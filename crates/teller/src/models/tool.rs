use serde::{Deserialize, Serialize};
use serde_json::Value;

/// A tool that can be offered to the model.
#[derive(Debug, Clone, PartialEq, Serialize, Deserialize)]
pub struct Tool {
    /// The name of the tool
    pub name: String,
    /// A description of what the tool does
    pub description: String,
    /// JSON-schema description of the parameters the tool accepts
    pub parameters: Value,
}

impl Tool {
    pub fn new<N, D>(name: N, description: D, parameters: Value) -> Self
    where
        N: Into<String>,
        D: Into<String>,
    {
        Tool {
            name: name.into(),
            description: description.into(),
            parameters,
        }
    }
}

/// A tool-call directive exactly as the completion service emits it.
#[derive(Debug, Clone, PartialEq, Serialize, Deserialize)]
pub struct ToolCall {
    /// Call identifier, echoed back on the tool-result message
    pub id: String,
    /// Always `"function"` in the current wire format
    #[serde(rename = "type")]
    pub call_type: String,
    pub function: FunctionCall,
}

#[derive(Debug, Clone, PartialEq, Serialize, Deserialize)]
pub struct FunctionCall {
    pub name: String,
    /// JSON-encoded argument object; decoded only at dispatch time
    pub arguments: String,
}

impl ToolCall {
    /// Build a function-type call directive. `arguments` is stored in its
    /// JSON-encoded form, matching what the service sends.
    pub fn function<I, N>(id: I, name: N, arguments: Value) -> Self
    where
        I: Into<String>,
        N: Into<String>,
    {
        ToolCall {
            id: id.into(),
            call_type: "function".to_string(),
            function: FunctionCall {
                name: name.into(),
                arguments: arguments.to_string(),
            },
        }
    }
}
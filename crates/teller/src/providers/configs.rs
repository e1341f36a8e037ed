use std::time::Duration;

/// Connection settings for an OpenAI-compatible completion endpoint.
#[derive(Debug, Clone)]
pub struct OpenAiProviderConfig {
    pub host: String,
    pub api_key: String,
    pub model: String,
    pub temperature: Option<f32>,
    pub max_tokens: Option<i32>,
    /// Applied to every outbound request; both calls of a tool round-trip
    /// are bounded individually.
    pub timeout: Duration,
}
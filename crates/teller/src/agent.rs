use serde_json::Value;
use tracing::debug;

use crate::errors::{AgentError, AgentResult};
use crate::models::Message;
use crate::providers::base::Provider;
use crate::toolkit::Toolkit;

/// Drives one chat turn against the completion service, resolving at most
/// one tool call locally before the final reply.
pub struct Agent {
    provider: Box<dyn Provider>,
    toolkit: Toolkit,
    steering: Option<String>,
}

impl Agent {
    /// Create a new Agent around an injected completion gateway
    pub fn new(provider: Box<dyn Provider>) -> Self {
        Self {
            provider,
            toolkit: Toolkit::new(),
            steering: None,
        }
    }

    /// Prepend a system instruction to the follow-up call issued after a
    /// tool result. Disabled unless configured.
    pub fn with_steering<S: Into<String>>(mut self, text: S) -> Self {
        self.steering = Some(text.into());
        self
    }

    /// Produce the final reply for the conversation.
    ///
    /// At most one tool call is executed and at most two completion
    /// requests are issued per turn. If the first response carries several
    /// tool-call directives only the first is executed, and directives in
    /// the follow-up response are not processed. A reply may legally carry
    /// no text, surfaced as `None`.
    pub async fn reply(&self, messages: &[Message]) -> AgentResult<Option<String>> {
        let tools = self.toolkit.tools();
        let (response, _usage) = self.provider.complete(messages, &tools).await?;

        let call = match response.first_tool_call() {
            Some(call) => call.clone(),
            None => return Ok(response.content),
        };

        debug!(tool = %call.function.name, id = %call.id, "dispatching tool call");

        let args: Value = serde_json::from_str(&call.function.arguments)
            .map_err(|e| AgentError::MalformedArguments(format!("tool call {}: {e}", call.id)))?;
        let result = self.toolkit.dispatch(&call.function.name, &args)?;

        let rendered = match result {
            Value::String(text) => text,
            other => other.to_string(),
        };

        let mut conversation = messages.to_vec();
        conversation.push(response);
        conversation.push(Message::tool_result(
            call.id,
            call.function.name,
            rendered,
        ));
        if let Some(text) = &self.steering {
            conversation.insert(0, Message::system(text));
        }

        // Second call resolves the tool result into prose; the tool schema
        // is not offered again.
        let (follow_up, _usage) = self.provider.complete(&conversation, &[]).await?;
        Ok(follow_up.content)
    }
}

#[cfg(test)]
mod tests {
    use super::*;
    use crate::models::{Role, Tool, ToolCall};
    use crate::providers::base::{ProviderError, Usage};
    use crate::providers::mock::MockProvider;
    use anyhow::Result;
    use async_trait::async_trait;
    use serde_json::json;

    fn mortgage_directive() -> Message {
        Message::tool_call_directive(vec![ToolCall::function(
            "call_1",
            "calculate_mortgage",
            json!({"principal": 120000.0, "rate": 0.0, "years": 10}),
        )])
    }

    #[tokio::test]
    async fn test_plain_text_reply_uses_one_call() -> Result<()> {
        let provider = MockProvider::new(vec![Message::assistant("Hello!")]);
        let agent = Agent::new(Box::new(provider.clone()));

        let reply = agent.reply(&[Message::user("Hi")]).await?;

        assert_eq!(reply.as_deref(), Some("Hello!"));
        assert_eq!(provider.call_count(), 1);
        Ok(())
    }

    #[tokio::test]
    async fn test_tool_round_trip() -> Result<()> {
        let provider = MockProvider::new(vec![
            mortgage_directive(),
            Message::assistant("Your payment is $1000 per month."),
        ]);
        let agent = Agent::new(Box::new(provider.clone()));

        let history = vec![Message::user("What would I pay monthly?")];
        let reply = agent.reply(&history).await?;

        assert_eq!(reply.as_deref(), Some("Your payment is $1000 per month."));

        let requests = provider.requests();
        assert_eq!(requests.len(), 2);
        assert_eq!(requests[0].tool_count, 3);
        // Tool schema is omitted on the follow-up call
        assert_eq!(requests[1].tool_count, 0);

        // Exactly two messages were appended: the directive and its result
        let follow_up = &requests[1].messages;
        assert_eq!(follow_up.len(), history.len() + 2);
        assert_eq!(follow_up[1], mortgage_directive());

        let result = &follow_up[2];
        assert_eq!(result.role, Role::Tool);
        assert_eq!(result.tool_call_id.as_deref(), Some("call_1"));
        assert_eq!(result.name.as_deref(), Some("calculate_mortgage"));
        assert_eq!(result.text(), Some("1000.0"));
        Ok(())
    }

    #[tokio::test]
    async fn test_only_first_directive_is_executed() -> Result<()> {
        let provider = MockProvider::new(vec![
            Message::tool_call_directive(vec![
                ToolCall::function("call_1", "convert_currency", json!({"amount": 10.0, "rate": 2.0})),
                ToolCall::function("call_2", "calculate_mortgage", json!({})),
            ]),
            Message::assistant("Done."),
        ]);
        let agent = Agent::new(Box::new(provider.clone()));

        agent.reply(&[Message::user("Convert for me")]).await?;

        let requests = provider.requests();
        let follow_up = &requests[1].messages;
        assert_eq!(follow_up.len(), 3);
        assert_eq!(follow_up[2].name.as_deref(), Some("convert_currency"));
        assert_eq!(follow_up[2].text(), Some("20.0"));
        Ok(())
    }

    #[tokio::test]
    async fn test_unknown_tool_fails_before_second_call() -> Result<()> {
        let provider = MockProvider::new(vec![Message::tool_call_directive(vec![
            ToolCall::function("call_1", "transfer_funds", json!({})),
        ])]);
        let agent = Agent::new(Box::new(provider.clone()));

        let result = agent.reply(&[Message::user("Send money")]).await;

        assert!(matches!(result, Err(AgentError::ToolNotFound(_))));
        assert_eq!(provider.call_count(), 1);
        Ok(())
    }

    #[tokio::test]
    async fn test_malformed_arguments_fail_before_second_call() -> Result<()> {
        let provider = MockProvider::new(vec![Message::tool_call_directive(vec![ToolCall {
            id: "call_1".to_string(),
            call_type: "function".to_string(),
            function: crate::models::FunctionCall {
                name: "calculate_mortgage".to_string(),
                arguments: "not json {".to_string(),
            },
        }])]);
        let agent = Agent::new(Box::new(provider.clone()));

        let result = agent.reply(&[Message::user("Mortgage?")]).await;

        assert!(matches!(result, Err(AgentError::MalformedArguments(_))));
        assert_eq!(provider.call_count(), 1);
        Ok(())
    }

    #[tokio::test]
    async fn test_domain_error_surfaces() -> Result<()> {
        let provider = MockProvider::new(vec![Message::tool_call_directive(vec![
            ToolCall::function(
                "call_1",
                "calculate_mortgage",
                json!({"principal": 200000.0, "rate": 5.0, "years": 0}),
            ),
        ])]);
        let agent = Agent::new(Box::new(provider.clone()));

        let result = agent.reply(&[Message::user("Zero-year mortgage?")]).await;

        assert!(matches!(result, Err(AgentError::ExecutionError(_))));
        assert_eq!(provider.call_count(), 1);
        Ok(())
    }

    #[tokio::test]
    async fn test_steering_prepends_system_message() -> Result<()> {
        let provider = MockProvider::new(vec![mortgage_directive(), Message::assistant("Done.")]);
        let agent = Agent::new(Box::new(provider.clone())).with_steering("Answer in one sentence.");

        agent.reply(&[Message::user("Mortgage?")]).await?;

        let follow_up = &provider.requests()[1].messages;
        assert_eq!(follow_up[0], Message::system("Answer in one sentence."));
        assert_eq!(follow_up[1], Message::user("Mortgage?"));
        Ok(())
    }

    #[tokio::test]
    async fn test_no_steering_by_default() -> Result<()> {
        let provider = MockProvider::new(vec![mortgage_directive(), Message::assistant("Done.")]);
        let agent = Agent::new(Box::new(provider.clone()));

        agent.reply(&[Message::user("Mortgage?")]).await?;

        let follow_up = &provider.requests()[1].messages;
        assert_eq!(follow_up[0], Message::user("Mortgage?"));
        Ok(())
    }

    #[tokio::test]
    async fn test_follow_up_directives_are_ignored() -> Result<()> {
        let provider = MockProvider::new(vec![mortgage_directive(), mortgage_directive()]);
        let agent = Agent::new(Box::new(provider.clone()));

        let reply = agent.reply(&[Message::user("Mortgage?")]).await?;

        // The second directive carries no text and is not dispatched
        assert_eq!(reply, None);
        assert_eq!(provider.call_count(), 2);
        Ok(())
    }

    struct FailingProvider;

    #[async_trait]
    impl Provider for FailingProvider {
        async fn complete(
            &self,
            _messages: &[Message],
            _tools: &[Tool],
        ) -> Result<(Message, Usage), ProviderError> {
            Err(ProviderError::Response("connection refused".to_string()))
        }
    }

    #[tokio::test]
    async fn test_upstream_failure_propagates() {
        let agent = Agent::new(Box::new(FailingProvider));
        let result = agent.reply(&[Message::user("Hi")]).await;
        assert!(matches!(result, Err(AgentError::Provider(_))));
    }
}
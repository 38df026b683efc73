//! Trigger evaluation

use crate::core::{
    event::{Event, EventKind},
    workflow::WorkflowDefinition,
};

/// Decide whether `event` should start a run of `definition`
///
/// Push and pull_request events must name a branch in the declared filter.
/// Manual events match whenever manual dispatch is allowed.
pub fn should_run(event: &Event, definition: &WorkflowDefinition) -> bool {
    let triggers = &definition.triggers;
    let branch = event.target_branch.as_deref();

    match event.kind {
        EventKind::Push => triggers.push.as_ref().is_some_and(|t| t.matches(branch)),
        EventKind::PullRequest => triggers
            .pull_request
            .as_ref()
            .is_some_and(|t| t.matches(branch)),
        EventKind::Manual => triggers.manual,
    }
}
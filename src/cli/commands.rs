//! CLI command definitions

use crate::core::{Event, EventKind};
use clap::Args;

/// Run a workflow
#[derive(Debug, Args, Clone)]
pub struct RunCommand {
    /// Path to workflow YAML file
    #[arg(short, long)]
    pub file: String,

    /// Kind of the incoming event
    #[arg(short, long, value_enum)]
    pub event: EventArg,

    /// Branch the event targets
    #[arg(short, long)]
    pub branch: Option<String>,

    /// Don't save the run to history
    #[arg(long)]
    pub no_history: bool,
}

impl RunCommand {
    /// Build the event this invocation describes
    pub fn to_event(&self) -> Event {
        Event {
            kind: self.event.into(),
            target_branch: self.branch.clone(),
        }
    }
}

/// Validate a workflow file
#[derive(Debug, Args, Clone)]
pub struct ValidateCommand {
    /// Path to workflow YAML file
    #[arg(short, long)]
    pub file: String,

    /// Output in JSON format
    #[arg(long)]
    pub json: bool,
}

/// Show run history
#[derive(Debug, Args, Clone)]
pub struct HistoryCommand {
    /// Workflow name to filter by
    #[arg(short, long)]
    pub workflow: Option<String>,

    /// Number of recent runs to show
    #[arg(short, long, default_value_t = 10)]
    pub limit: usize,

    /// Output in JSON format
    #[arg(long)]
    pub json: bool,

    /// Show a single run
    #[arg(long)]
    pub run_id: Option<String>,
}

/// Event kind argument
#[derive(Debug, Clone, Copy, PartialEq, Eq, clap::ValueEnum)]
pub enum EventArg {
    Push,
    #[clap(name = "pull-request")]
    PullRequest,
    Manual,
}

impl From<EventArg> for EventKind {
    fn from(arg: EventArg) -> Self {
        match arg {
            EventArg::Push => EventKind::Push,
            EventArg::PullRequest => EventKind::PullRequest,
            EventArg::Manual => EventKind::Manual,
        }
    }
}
^^^^
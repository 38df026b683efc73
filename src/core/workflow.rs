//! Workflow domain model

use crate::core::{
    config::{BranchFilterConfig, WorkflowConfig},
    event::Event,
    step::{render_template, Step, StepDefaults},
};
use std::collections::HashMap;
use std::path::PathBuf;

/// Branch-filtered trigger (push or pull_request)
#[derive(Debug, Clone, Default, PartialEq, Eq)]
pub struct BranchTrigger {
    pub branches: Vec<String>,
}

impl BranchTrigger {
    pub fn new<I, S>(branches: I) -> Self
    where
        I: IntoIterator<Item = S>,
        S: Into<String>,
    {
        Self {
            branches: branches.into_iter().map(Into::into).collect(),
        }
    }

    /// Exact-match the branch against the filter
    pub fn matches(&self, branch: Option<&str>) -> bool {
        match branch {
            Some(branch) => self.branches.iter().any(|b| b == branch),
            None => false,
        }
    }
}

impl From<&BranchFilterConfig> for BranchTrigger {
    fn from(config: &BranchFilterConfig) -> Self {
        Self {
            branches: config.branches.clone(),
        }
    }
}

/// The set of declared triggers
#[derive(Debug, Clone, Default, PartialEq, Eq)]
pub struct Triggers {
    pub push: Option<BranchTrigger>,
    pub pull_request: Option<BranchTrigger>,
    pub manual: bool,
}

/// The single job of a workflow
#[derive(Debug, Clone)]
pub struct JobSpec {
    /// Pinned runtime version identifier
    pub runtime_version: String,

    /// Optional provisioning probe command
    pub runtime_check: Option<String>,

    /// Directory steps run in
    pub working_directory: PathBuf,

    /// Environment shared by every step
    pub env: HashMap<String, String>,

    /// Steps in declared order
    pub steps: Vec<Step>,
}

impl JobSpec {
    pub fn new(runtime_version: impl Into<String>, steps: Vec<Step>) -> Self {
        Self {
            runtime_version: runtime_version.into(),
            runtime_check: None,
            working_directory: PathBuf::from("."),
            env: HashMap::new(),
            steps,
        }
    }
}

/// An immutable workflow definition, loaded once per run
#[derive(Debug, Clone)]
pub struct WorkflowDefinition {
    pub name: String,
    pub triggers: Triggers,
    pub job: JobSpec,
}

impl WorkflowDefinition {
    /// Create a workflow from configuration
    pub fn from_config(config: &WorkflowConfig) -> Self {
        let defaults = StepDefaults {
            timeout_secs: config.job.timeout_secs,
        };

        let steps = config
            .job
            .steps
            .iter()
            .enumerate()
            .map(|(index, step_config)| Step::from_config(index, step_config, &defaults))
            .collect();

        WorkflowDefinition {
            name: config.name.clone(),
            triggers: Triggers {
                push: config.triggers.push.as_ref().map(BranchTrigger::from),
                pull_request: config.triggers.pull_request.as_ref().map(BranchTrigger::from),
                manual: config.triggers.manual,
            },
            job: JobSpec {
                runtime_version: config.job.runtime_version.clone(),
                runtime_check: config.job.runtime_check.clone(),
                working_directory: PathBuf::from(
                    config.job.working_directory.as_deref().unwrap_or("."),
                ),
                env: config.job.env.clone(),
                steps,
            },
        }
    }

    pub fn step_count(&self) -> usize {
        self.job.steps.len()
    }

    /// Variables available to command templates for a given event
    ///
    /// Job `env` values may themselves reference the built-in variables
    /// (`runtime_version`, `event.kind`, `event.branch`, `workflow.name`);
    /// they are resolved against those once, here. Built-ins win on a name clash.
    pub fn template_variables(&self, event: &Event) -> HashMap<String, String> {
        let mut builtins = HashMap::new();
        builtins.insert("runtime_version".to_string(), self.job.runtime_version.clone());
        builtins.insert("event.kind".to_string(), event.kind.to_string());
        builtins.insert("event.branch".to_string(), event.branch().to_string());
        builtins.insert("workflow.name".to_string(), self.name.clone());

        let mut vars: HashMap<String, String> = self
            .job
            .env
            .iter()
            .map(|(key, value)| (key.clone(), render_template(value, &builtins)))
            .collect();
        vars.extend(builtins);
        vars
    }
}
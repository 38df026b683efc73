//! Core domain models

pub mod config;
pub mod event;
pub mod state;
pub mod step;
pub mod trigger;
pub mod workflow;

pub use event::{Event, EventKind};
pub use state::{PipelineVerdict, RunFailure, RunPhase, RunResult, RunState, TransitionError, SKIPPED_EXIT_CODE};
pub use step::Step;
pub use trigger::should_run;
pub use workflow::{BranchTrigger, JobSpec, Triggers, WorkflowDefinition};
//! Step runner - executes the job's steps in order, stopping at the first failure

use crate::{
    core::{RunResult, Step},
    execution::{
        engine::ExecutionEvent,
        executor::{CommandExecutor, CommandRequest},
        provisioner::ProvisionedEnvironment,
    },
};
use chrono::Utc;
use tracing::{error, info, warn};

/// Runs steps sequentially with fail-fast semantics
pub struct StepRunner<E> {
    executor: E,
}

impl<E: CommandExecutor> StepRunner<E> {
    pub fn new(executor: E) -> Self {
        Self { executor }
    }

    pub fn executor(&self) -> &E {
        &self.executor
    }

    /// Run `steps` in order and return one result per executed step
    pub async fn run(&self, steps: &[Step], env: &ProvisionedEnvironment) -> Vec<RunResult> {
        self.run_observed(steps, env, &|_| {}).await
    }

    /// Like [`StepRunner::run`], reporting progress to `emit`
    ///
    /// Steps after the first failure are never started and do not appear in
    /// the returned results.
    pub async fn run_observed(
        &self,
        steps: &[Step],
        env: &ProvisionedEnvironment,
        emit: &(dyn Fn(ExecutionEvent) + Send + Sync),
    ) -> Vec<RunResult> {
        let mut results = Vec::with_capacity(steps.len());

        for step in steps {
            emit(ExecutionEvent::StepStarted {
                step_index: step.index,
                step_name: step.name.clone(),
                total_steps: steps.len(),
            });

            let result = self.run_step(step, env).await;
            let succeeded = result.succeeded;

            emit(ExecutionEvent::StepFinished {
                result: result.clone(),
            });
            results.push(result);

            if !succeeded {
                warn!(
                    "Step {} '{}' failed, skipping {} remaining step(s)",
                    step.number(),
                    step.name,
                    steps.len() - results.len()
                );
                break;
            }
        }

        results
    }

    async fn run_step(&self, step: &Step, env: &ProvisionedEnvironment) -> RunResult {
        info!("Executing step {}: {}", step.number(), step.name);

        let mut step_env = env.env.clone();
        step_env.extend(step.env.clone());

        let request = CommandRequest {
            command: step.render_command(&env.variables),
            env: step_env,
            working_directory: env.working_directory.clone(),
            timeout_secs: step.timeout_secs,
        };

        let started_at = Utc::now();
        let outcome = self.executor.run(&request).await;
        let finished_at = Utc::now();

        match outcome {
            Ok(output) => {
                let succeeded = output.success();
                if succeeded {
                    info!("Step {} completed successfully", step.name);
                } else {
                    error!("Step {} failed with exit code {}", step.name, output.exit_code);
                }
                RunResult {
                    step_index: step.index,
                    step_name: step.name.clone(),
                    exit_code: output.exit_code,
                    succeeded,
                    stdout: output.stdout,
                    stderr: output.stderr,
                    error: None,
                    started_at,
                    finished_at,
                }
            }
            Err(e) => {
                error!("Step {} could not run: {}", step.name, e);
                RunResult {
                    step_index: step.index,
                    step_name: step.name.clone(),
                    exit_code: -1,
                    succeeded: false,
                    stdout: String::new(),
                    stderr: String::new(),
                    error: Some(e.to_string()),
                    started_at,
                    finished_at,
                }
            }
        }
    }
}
^^^^
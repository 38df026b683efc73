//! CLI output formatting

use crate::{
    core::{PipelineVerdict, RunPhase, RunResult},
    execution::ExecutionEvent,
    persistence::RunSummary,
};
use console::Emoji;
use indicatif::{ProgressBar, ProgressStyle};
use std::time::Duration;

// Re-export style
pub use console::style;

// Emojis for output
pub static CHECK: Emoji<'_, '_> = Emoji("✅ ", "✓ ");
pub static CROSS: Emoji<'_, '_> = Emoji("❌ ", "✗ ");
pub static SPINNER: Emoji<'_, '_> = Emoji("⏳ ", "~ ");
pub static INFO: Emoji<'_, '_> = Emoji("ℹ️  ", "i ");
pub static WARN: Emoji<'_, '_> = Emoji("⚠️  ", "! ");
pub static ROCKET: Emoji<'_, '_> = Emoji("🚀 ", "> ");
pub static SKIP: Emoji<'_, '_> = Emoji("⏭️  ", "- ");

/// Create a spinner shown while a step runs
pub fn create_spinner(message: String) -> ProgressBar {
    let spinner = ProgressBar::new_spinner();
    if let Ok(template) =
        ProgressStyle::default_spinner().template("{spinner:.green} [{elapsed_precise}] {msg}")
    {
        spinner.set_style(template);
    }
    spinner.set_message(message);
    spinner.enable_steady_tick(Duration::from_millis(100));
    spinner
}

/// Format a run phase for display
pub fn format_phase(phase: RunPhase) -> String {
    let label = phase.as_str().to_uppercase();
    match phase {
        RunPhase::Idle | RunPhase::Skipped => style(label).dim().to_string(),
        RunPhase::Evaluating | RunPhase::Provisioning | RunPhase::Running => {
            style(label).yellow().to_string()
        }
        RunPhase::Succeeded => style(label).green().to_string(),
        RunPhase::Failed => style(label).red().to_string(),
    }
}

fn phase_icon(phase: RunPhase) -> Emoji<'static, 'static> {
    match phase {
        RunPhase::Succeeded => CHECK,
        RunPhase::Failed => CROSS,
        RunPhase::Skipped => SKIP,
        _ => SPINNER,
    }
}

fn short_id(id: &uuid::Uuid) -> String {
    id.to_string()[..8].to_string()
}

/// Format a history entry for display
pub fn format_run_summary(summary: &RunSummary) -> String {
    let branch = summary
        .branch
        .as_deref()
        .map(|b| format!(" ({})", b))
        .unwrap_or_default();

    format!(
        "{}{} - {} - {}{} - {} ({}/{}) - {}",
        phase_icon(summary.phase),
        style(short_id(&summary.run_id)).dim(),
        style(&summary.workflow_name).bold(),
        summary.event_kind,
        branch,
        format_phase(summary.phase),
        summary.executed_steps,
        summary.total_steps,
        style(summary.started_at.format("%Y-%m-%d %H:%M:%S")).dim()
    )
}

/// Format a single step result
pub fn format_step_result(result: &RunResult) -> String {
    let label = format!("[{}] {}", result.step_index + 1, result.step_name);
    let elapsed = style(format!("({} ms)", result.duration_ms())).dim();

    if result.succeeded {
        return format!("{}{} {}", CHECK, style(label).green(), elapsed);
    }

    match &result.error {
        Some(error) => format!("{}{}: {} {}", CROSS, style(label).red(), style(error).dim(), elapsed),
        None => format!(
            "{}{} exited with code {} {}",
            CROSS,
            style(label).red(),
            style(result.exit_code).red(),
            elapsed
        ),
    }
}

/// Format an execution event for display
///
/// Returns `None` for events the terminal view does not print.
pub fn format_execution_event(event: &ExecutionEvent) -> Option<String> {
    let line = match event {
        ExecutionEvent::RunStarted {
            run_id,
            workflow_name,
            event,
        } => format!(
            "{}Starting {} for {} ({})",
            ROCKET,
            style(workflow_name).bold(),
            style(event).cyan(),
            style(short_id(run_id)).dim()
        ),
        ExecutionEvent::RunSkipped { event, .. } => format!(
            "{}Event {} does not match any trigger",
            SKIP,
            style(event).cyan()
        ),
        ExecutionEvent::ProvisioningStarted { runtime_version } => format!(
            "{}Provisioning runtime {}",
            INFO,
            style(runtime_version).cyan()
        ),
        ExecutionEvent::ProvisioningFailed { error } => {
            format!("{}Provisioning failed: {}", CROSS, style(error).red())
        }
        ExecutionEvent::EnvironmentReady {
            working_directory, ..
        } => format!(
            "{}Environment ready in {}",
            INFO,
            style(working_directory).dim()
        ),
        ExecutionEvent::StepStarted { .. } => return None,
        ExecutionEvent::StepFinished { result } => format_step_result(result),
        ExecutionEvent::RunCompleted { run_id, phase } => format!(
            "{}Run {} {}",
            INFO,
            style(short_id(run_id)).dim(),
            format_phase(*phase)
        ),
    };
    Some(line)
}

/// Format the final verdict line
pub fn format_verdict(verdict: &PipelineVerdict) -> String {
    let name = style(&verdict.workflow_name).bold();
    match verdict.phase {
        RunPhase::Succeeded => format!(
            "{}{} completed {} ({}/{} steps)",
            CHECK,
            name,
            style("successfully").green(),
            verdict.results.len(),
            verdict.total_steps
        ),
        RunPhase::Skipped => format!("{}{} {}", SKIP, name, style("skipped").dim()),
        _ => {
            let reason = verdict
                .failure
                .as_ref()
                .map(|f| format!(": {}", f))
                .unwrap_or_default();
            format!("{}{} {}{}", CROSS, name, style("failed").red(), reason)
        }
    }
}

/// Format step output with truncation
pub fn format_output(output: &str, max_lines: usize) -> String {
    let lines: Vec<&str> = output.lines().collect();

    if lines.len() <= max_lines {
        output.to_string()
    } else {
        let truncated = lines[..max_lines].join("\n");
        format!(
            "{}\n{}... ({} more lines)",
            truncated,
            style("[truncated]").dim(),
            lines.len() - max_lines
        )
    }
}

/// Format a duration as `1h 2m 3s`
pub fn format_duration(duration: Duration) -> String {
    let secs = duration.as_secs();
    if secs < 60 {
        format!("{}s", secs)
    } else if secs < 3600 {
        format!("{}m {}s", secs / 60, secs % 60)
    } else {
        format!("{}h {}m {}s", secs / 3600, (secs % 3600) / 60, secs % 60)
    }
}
^^^^
● **AIM OF THE TASK**:
In the listing above, find the line with "pub mod config;" and the line with "pub use trigger::should_run;", then print exactly those lines and every line between them.

● **RESULT**:
pub mod config;
pub mod event;
pub mod state;
pub mod step;
pub mod trigger;
pub mod workflow;

pub use event::{Event, EventKind};
pub use state::{PipelineVerdict, RunFailure, RunPhase, RunResult, RunState, TransitionError, SKIPPED_EXIT_CODE};
pub use step::Step;
pub use trigger::should_run;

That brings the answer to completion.